A distinction from leisure holidays is fundamental. The primary travel motives and holiday contents are the prevention and cure of illness. As the Latin word ‘curare’ and the tradition of various European and Oriental cure baths prove, this tourism stream has a long history. Today it is a global business sector with many neglected potentials, but also providers whose survival is threatened by the forces of the markets, which need to focus on innovative, market-based strategies.
International medical tourists, cure guests and medical-wellness tourists and their acquaintances are the target groups of health tourism providers (according to latest McKinsey estimates, there are 60-80 thousand medical tourists worldwide a year). The TUI market research predicted already in 2004 that the German medical wellness tourism market alone will increase to 2 million tourists a year until 2010 which equals an annual growth of ten percent in this time shield. According to the UNWTO there is a qualitative and quantitative trend from relaxation holidays towards holistic health and active sport holidays. This is also a good opportunity for Eastern Europe (EE).

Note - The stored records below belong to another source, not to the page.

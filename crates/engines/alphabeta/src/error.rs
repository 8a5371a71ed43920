use schach_core::{BoardError, Difficulty, LimitsError};
use thiserror::Error;

#[derive(Debug, Error)]
pub enum EngineError {
    #[error("invalid search depth: {0}")]
    InvalidDepth(#[from] LimitsError),

    #[error("invalid board: {0}")]
    InvalidBoard(#[from] BoardError),

    #[error("invalid engine configuration: {0}")]
    Config(#[from] toml::de::Error),

    #[error("invalid {} difficulty: {reason}", difficulty.as_str())]
    Difficulty {
        difficulty: Difficulty,
        reason: String,
    },

    #[error("malformed opening book: {0}")]
    BookFormat(#[from] serde_json::Error),

    #[error("opening book position '{key}' lists unreadable move '{mv}'")]
    BookMove { key: String, mv: String },

    #[error("I/O error: {0}")]
    Io(#[from] std::io::Error),
}

pub type Result<T> = std::result::Result<T, EngineError>;
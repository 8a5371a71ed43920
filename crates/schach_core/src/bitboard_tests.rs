use super::*;

#[test]
fn test_from_square() {
    assert_eq!(Bitboard::from_square(0).0, 1);
    assert_eq!(Bitboard::from_square(8).0, 256);
    assert_eq!(Bitboard::from_square(80).0, 1 << 80);
}

#[test]
fn test_popcount() {
    assert_eq!(Bitboard::EMPTY.popcount(), 0);
    assert_eq!(Bitboard::from_square(0).popcount(), 1);
    assert_eq!(Bitboard::column(0).popcount(), 9);
    assert_eq!(Bitboard::row(8).popcount(), 9);
    assert_eq!(Bitboard::ALL.popcount(), 81);
}

#[test]
fn test_iterator() {
    let bb = Bitboard(0b1010) | Bitboard::from_square(80);
    let squares: Vec<u8> = bb.collect();
    assert_eq!(squares, vec![1, 3, 80]);
}

#[test]
fn test_not_stays_on_board() {
    let inverted = !Bitboard::EMPTY;
    assert_eq!(inverted, Bitboard::ALL);
    assert_eq!((!Bitboard::row(4)).popcount(), 72);
}

#[test]
fn test_row_and_column_intersect_once() {
    let cross = Bitboard::row(3) & Bitboard::column(5);
    assert_eq!(cross.lsb(), Some(3 * 9 + 5));
    assert_eq!(cross.popcount(), 1);
}
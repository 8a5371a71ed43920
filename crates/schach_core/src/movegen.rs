use crate::{attacks::piece_attacks, board::Board, types::*};

/// Generate all legal moves for `color`, returning a freshly allocated vector.
/// Internally delegates to `legal_moves_into`, cloning the board only once.
pub fn legal_moves(board: &Board, color: Color) -> Vec<Move> {
    let mut tmp = board.clone();
    let mut out = Vec::with_capacity(64);
    legal_moves_into(&mut tmp, color, &mut out);
    out
}

/// Generate all legal moves into the provided buffer, reusing it across calls.
pub fn legal_moves_into(board: &mut Board, color: Color, out: &mut Vec<Move>) {
    out.clear();
    pseudo_moves(board, color, out, false);
    retain_legal(board, color, out);
}

/// Legal captures and promotions only, for quiescence search.
pub fn capture_moves_into(board: &mut Board, color: Color, out: &mut Vec<Move>) {
    out.clear();
    pseudo_moves(board, color, out, true);
    retain_legal(board, color, out);
}

// Filter illegal moves in-place by playing them on the mutable board.
fn retain_legal(board: &mut Board, color: Color, out: &mut Vec<Move>) {
    out.retain(|&mv| {
        let undo = board.make_move(mv);
        let illegal = board.in_check(color);
        board.unmake_move(mv, undo);
        !illegal
    });
}

fn pseudo_moves(board: &Board, color: Color, out: &mut Vec<Move>, tactical_only: bool) {
    let own = board.occupancy(color);
    let enemy = board.occupancy(color.other());
    let occupied = own | enemy;

    for from in own {
        let Some(pc) = board.piece_at(from) else {
            continue;
        };
        match pc.kind {
            PieceKind::Pawn => gen_pawn(board, from, pc, out, tactical_only),
            kind => {
                let targets = piece_attacks(kind, color, from, occupied) & !own;
                let targets = if tactical_only { targets & enemy } else { targets };
                for to in targets {
                    out.push(with_capture(board, Move::new(from, to)));
                }
                if kind == PieceKind::King && !tactical_only {
                    gen_castle(board, from, pc, out);
                }
            }
        }
    }
}

fn with_capture(board: &Board, mut mv: Move) -> Move {
    mv.captured = board.piece_at(mv.to);
    mv
}

fn push_pawn_move(board: &Board, from: u8, to: u8, pc: Piece, out: &mut Vec<Move>) {
    let mut mv = with_capture(board, Move::new(from, to));
    // Search only considers the strongest promotion
    if row_of(to) as u8 == pc.color.promotion_row() {
        mv.promo = Some(PieceKind::Angel);
    }
    out.push(mv);
}

fn gen_pawn(board: &Board, from: u8, pc: Piece, out: &mut Vec<Move>, tactical_only: bool) {
    let c = col_of(from);
    let r = row_of(from);
    let dir = pc.color.forward();

    // forward 1, forward 2 for an unmoved pawn
    if let Some(to) = sq(r + dir, c)
        && board.piece_at(to).is_none()
    {
        let promotes = row_of(to) as u8 == pc.color.promotion_row();
        if !tactical_only || promotes {
            push_pawn_move(board, from, to, pc, out);
        }
        if !tactical_only
            && !pc.has_moved
            && r as u8 == pc.color.pawn_row()
            && let Some(to2) = sq(r + 2 * dir, c)
            && board.piece_at(to2).is_none()
        {
            out.push(Move::new(from, to2));
        }
    }

    // captures
    for dc in [-1, 1] {
        if let Some(to) = sq(r + dir, c + dc)
            && let Some(target) = board.piece_at(to)
            && target.color != pc.color
        {
            push_pawn_move(board, from, to, pc, out);
        }
    }
}

/// King two columns toward an unmoved rook on the corner of its row.
fn gen_castle(board: &Board, from: u8, king: Piece, out: &mut Vec<Move>) {
    if king.has_moved || board.in_check(king.color) {
        return;
    }
    let row = row_of(from);
    let kc = col_of(from);
    let enemy = king.color.other();

    for (rook_col, step) in [(BOARD_SIZE as i8 - 1, 1i8), (0, -1)] {
        let Some(rook_sq) = sq(row, rook_col) else {
            continue;
        };
        let rook_ok = board.piece_at(rook_sq).is_some_and(|r| {
            r.kind == PieceKind::Rook && r.color == king.color && !r.has_moved
        });
        if !rook_ok {
            continue;
        }
        let mut col = kc + step;
        let mut clear = true;
        while col != rook_col {
            if sq(row, col).is_none_or(|s| board.piece_at(s).is_some()) {
                clear = false;
                break;
            }
            col += step;
        }
        if !clear {
            continue;
        }
        // King may not cross an attacked square; the landing square is checked by the legality filter
        let (Some(cross), Some(to)) = (sq(row, kc + step), sq(row, kc + 2 * step)) else {
            continue;
        };
        if to == rook_sq || board.is_square_attacked(cross, enemy) {
            continue;
        }
        let mut mv = Move::new(from, to);
        mv.is_castle = true;
        out.push(mv);
    }
}

#[cfg(test)]
#[path = "movegen_tests.rs"]
mod movegen_tests;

Eurobarometer: Ready for Treatment Abroad
According to the survey Eurobarometer (2007) on patient-mobility, 4% of the interviewed EU-citizens (EU27) received a treatment in other European countries over the last twelve months (at the time of the survey). Cross-border patient mobility is most significant in Luxemburg, where every fifth citizen sought healthcare outside the country’s borders. Seventy percent of the EU27 population tend to believe that costs of healthcare treatment received elsewhere in the EU will be reimbursed for them by their health authority. Slightly more than half of EU citizens are open to travel to another EU country to seek medical treatment (average 54%). However there were significant differences between the individual countries. In this regard not only geographical but also cultural distances play a major role.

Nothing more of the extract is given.